_Work order_
Scan the listing for the word "TcpListener" and report every line that contains it.

_Data for the task_
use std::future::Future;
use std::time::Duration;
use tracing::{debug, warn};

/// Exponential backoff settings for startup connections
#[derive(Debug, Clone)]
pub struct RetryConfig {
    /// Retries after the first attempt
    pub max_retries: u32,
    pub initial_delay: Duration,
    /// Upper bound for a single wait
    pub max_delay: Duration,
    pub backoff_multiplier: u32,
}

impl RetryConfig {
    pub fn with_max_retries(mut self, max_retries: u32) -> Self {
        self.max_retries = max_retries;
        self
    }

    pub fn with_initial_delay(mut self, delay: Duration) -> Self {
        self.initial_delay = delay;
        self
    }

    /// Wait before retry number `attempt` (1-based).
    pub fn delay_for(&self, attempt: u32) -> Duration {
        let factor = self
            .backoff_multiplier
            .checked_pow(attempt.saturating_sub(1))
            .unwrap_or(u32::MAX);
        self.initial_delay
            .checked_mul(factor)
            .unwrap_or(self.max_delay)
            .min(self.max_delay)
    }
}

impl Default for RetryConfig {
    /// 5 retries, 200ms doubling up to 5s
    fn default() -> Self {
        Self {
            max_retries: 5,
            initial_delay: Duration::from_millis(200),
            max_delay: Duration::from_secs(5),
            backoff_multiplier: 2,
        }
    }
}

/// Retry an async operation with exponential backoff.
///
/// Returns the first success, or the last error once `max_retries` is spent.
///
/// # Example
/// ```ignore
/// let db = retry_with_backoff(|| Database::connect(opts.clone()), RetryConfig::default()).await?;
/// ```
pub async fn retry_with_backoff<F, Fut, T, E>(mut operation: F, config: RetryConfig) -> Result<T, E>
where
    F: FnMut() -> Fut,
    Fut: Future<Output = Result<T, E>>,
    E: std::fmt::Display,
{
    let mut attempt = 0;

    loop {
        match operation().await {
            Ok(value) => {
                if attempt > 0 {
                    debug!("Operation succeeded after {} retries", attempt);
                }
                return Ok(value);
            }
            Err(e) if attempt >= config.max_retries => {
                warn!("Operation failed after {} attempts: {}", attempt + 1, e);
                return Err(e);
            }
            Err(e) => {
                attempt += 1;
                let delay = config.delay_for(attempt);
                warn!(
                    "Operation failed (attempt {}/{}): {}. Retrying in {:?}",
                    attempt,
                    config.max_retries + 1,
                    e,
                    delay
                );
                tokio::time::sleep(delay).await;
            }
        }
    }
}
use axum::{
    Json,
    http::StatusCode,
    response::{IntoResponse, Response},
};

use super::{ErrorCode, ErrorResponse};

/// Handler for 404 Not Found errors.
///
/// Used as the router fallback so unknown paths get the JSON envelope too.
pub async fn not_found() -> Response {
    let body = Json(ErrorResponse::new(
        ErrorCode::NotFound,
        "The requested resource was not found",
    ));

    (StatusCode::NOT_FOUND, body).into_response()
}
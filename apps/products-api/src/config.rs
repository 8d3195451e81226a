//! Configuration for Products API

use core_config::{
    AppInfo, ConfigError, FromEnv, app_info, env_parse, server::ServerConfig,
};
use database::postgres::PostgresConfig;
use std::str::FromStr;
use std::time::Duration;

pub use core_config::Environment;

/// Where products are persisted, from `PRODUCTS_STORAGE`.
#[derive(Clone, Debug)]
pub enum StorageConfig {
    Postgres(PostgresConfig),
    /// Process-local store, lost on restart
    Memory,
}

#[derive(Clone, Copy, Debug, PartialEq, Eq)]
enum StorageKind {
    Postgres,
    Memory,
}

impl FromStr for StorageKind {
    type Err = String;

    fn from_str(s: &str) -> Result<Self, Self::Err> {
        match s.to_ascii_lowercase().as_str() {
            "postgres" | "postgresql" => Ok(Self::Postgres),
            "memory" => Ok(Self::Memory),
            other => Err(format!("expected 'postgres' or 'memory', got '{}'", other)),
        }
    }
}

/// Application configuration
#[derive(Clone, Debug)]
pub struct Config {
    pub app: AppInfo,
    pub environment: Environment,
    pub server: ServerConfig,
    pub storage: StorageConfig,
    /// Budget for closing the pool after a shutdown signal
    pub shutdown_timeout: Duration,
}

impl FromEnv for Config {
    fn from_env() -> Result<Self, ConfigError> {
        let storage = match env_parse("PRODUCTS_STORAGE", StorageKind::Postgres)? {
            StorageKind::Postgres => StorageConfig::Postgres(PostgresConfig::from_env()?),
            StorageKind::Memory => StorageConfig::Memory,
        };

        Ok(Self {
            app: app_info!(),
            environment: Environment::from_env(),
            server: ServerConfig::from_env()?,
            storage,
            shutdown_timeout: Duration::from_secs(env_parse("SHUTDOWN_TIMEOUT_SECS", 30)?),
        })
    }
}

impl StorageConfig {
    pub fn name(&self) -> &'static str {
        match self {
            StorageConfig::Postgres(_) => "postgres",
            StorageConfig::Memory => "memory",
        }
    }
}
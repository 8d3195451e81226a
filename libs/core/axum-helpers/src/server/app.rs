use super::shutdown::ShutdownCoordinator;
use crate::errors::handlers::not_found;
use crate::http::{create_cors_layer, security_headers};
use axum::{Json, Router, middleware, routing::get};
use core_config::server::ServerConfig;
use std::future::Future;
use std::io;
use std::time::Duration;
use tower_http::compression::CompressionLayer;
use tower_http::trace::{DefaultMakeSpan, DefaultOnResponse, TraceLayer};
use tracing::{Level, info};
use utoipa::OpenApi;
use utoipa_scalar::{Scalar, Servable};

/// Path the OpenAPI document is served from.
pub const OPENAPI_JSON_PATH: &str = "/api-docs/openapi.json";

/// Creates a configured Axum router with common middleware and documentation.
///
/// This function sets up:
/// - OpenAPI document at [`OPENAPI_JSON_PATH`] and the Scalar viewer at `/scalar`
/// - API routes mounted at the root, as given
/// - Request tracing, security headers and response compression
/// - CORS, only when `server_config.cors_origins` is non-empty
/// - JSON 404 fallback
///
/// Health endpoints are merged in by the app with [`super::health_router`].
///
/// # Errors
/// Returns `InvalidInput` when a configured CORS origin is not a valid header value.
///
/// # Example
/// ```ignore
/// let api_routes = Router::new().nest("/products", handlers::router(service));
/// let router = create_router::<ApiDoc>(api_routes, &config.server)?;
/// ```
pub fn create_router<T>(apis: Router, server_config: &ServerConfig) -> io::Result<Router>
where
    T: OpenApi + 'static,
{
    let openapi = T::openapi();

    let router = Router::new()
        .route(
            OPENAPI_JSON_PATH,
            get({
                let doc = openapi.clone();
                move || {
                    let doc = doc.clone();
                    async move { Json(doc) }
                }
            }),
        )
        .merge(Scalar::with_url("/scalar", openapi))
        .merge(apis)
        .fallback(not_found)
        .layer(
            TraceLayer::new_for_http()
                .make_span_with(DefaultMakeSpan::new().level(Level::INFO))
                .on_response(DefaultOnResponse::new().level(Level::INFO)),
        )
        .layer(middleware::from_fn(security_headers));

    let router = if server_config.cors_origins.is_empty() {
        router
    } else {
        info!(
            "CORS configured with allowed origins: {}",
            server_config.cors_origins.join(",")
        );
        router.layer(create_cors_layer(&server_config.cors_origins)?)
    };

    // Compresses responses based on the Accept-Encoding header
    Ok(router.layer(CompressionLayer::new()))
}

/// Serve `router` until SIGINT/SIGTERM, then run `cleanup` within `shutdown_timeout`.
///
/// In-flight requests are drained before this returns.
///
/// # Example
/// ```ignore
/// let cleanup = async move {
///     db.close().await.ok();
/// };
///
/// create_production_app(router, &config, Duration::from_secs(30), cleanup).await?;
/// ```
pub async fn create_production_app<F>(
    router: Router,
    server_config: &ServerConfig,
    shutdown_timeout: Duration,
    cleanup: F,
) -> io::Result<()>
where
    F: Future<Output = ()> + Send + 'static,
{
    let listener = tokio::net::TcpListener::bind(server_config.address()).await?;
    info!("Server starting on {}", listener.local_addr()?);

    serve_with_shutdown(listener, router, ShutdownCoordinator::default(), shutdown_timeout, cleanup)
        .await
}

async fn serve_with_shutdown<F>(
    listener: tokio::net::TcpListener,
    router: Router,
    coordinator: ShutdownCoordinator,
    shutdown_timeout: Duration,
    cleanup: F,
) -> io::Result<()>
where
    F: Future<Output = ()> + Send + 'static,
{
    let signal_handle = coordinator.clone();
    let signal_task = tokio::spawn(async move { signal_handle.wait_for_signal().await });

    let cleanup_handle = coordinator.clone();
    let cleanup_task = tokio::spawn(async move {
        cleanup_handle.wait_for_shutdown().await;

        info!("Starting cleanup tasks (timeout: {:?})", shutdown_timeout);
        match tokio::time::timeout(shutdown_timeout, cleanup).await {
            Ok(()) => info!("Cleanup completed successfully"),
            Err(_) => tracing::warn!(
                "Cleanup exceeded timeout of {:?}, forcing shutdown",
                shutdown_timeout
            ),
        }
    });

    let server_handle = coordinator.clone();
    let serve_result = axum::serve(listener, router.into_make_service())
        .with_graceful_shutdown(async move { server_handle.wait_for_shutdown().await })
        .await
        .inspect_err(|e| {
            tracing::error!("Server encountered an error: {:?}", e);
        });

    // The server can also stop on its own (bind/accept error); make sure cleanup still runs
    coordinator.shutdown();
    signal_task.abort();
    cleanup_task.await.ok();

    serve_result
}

_Written answer_
    let listener = tokio::net::TcpListener::bind(server_config.address()).await?;
    listener: tokio::net::TcpListener,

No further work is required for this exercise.